Les 24, 26 et 28 juin 2025, le département Afrique du Nord, Moyen Orient ; Inde dévoile à l’Hôtel Drouot et aux Salons du Trocadéro, trois belles ventes qui célèbrent l’Orient dans toute sa richesse artistique et culturelle. Miniatures indiennes, céramiques ottomanes, objets islamiques rares, mais aussi chefs-d’œuvre de l’orientalisme pictural signés Dinet, Roubtzoff ou Tapiro y Baro: ces ventes proposent un voyage à travers deux visions complémentaires de l’Orient – celle vécue et traduite par les artistes européens, et celle incarnée dans les arts des civilisations orientales.
L’Orient vécu dans les regards de peintres voyageurs
Parmi les figures majeures de la peinture orientaliste, Étienne Dinet incarne le lien intime entre l’Occident et l’Orient. Converti à l’islam et profondément enraciné dans la culture algérienne, il livre avec « Tempête de sable » (1903), une scène poignante, empreinte d’authenticité et de mouvement. Présentée à l’exposition Femmes sous le sirocco en 1942, cette toile au format de bozzetto (50 x 40 cm) fait écho à une œuvre plus grande aujourd’hui disparue. Estimée entre 30 000 € et 50 000 €, elle témoigne d’un regard respectueux et immergé. Alexandre Roubtzoff, installé en Tunisie dès 1914, propose une lecture paisible et lumineuse de l’Orient antique avec sa « Vue sur les ruines de Carthage » (1921). Dans cette huile sur carton de petit format (32,5 x 25 cm), il saisit avec subtilité la grandeur silencieuse du site archéologique, baigné d’une lumière chaude et méditative (estimation : 4 000 € – 6 000 €). Enfin, Josep Tapiro y Baró, maître absolu de l’aquarelle orientaliste, représente avec « L’heure du thé sur la terrasse » une scène d’un réalisme intimiste et d’une douceur rare. Deux femmes marocaines s’y activent sur une terrasse ensoleillée de Tanger, entre préparation du thé et du couscous, dans une composition où chaque détail – tissus, objets, architecture – vibre sous le pinceau délicat de l’artiste. Par la précision des gestes, Tapiro capte un moment de vie suspendu. Estimée entre 15 000 € et 20 000 €, cette œuvre illustre l’immersion sincère de l’artiste dans la médina tangéroise, qu’il ne quitta jamais après 1876.
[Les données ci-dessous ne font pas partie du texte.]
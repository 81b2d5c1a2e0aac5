//! Bidirectional traversal of a view's logical content.
//!
//! [`Cursor`] is the positional protocol: it rests on a raw buffer offset
//! and can be moved in both directions, skipping bytes the view's predicate
//! rejects. [`RevCursor`] adapts a cursor to run backwards. [`Iter`] is the
//! ordinary Rust iterator for the same content and is what the comparison
//! operators and `for` loops use.

use core::{fmt, iter::FusedIterator};

use crate::view::View;

/// A bidirectional cursor over the logical content of a [`View`].
///
/// Outside of the end position a cursor only ever rests on a byte the
/// predicate accepts. Two cursors are equal when they rest on the same raw
/// byte of the same storage, regardless of which view they came from.
#[derive(Clone, Copy)]
pub struct Cursor<'v, 'a> {
    view: &'v View<'a>,
    pos: usize,
}

impl<'v, 'a> Cursor<'v, 'a> {
    /// Places a cursor at raw offset `pos`, moving forward to the next
    /// accepted byte (or the end) if `pos` itself is rejected. Offsets past
    /// the buffer are clamped to the end.
    #[must_use]
    pub fn new(view: &'v View<'a>, pos: usize) -> Self {
        let mut cursor = Cursor {
            view,
            pos: pos.min(view.length()),
        };
        cursor.skip_rejected();
        cursor
    }

    fn end_of(view: &'v View<'a>) -> Self {
        Cursor {
            view,
            pos: view.length(),
        }
    }

    /// The view this cursor walks.
    #[must_use]
    pub fn view(&self) -> &'v View<'a> {
        self.view
    }

    /// Raw offset into the view's buffer.
    #[must_use]
    pub fn position(&self) -> usize {
        self.pos
    }

    /// `true` at the one-past-the-end position.
    #[must_use]
    pub fn is_end(&self) -> bool {
        self.pos == self.view.length()
    }

    /// The byte under the cursor, or `None` at the end.
    #[must_use]
    pub fn get(&self) -> Option<u8> {
        self.view.data().get(self.pos).copied()
    }

    /// Steps to the next accepted byte, or to the end. Does nothing at the
    /// end.
    pub fn advance(&mut self) -> &mut Self {
        if !self.is_end() {
            self.pos += 1;
            self.skip_rejected();
        }
        self
    }

    /// Steps back to the previous accepted byte.
    ///
    /// Retreating from the first accepted byte is a caller error: the cursor
    /// is left where it is (and debug builds assert).
    pub fn retreat(&mut self) -> &mut Self {
        let prev = self.prev_accepted();
        debug_assert!(prev.is_some(), "retreated past the first accepted byte");
        if let Some(pos) = prev {
            self.pos = pos;
        }
        self
    }

    fn accepts(&self, pos: usize) -> bool {
        self.view.predicate().test(&self.view.data()[pos])
    }

    fn skip_rejected(&mut self) {
        while !self.is_end() && !self.accepts(self.pos) {
            self.pos += 1;
        }
    }

    fn prev_accepted(&self) -> Option<usize> {
        (0..self.pos).rev().find(|&pos| self.accepts(pos))
    }

    fn address(&self) -> usize {
        self.view.data().as_ptr().addr() + self.pos
    }
}

impl PartialEq for Cursor<'_, '_> {
    fn eq(&self, other: &Self) -> bool {
        self.address() == other.address()
    }
}

impl Eq for Cursor<'_, '_> {}

impl fmt::Debug for Cursor<'_, '_> {
    fn fmt(&self, f: &mut fmt::Formatter<'_>) -> fmt::Result {
        f.debug_struct("Cursor")
            .field("position", &self.pos)
            .field("byte", &self.get().map(char::from))
            .finish()
    }
}

/// Reverse adaptor over a [`Cursor`].
///
/// A reverse cursor reads the accepted byte just before its base, so
/// `rbegin` wraps `end` and `rend` wraps `begin`.
#[derive(Clone, Copy, PartialEq, Eq)]
pub struct RevCursor<'v, 'a> {
    base: Cursor<'v, 'a>,
}

impl<'v, 'a> RevCursor<'v, 'a> {
    /// Wraps a forward cursor.
    #[must_use]
    pub fn new(base: Cursor<'v, 'a>) -> Self {
        RevCursor { base }
    }

    /// The adapted forward cursor.
    #[must_use]
    pub fn base(&self) -> Cursor<'v, 'a> {
        self.base
    }

    /// The accepted byte just before the base, or `None` at `rend`.
    #[must_use]
    pub fn get(&self) -> Option<u8> {
        self.base
            .prev_accepted()
            .map(|pos| self.base.view.data()[pos])
    }

    /// Moves towards the front of the buffer.
    pub fn advance(&mut self) -> &mut Self {
        self.base.retreat();
        self
    }

    /// Moves towards the back of the buffer.
    pub fn retreat(&mut self) -> &mut Self {
        self.base.advance();
        self
    }
}

impl fmt::Debug for RevCursor<'_, '_> {
    fn fmt(&self, f: &mut fmt::Formatter<'_>) -> fmt::Result {
        f.debug_tuple("RevCursor").field(&self.base).finish()
    }
}

/// Double-ended iterator over the logical bytes of a [`View`].
#[derive(Clone)]
pub struct Iter<'v, 'a> {
    view: &'v View<'a>,
    front: usize,
    back: usize,
}

impl<'v, 'a> Iter<'v, 'a> {
    fn new(view: &'v View<'a>) -> Self {
        Iter {
            view,
            front: 0,
            back: view.length(),
        }
    }
}

impl Iterator for Iter<'_, '_> {
    type Item = u8;

    fn next(&mut self) -> Option<u8> {
        let data = self.view.data();
        while self.front < self.back {
            let c = &data[self.front];
            self.front += 1;
            if self.view.predicate().test(c) {
                return Some(*c);
            }
        }
        None
    }

    fn size_hint(&self) -> (usize, Option<usize>) {
        (0, Some(self.back - self.front))
    }
}

impl DoubleEndedIterator for Iter<'_, '_> {
    fn next_back(&mut self) -> Option<u8> {
        let data = self.view.data();
        while self.front < self.back {
            self.back -= 1;
            let c = &data[self.back];
            if self.view.predicate().test(c) {
                return Some(*c);
            }
        }
        None
    }
}

impl FusedIterator for Iter<'_, '_> {}

impl fmt::Debug for Iter<'_, '_> {
    fn fmt(&self, f: &mut fmt::Formatter<'_>) -> fmt::Result {
        f.debug_struct("Iter")
            .field("front", &self.front)
            .field("back", &self.back)
            .finish_non_exhaustive()
    }
}

impl<'a> View<'a> {
    /// Iterates over the logical bytes.
    #[must_use]
    pub fn iter(&self) -> Iter<'_, 'a> {
        Iter::new(self)
    }

    /// Cursor on the first accepted byte, or [`View::end`] if there is none.
    #[must_use]
    pub fn begin(&self) -> Cursor<'_, 'a> {
        Cursor::new(self, 0)
    }

    /// Cursor one past the last raw byte.
    #[must_use]
    pub fn end(&self) -> Cursor<'_, 'a> {
        Cursor::end_of(self)
    }

    /// Same as [`View::begin`]; views are always read-only.
    #[must_use]
    pub fn cbegin(&self) -> Cursor<'_, 'a> {
        self.begin()
    }

    /// Same as [`View::end`]; views are always read-only.
    #[must_use]
    pub fn cend(&self) -> Cursor<'_, 'a> {
        self.end()
    }

    /// Reverse cursor on the last accepted byte.
    #[must_use]
    pub fn rbegin(&self) -> RevCursor<'_, 'a> {
        RevCursor::new(self.end())
    }

    /// Reverse cursor one before the first accepted byte.
    #[must_use]
    pub fn rend(&self) -> RevCursor<'_, 'a> {
        RevCursor::new(self.begin())
    }

    /// Same as [`View::rbegin`].
    #[must_use]
    pub fn crbegin(&self) -> RevCursor<'_, 'a> {
        self.rbegin()
    }

    /// Same as [`View::rend`].
    #[must_use]
    pub fn crend(&self) -> RevCursor<'_, 'a> {
        self.rend()
    }
}

impl<'v, 'a> IntoIterator for &'v View<'a> {
    type Item = u8;
    type IntoIter = Iter<'v, 'a>;

    fn into_iter(self) -> Iter<'v, 'a> {
        self.iter()
    }
}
Miniatures indiennes : entre musique, poésie et dévotion
Parmi les trésors issus des arts de l’Islam, une rare miniature du Rajasthan du XVIIIᵉ siècle illustre le rāgamālā Hindola Raga, ou « la balançoire », incarné ici par Krishna suspendu dans les airs, entouré de gopis musiciennes et dévouées. Cette œuvre, peinte avec des pigments opaques rehaussés d’or et encadrée d’une double bordure florale, déploie une grande délicatesse dans la composition comme dans la symbolique. Le paon, la mousson, les instruments: tout concourt à traduire l’atmosphère poétique de ce rāga, lié aux festivités du printemps et à l’éveil amoureux. Le verso de la page présente un ghazal calligraphié en nasta‘liq sur fond doré, soulignant la richesse double – visuelle et littéraire – de cette pièce. Estimée entre 8 000 € et 10 000 €, cette illustration raffinée ravira les amateurs de miniature indienne.

Un mobilier d’apparat au raffinement ottoman et iranien
Trois pièces d’exception illustrent la richesse des arts décoratifs orientaux proposés dans cette
vente. Un miroir ottoman à décor de çintamani, marqueté de nacre et d’écaille de tortue sur fond de bois de citronnier, incarne la virtuosité des artisans du XVIIIᵉ siècle. Son décor géométrique évoque les panneaux somptueux de la galère impériale de Mehmet IV conservée au Musée Naval d’Istanbul (estimation : 3 000 – 5 000 €). Dans la même veine, un coffret de mariage ottoman, également du XVIIIᵉ siècle, se distingue par son raffinement : marqueté avec finesse, monté sur pieds et orné d’une serrure en argent, il servait à conserver les objets de toilette féminins, illustrant le goût et le luxe des intérieurs aristocratiques ottomans (estimation : 6 000 – 8 000 €).
À ces deux témoins de l’art ottoman répond une œuvre iranienne spectaculaire : un important coffre en papier mâché laqué, daté vers 1850, orné de scènes peintes retraçant la vie du pr phète Yusuf (Joseph). Chaque panneau, rehaussé d’or et encadré de bordures florales, constitue un épisode narratif – de son enfance de berger à son service auprès de Zuleykha. Issu de l’art Qajar, ce coffre de grandes dimensions (71 x 49 x 42 cm) se distingue par sa qualité picturale et sa provenance prestigieuse, ayant appartenu à l’historienne Homa Nategh. Il est estimé entre 15 000 et 20 000 €.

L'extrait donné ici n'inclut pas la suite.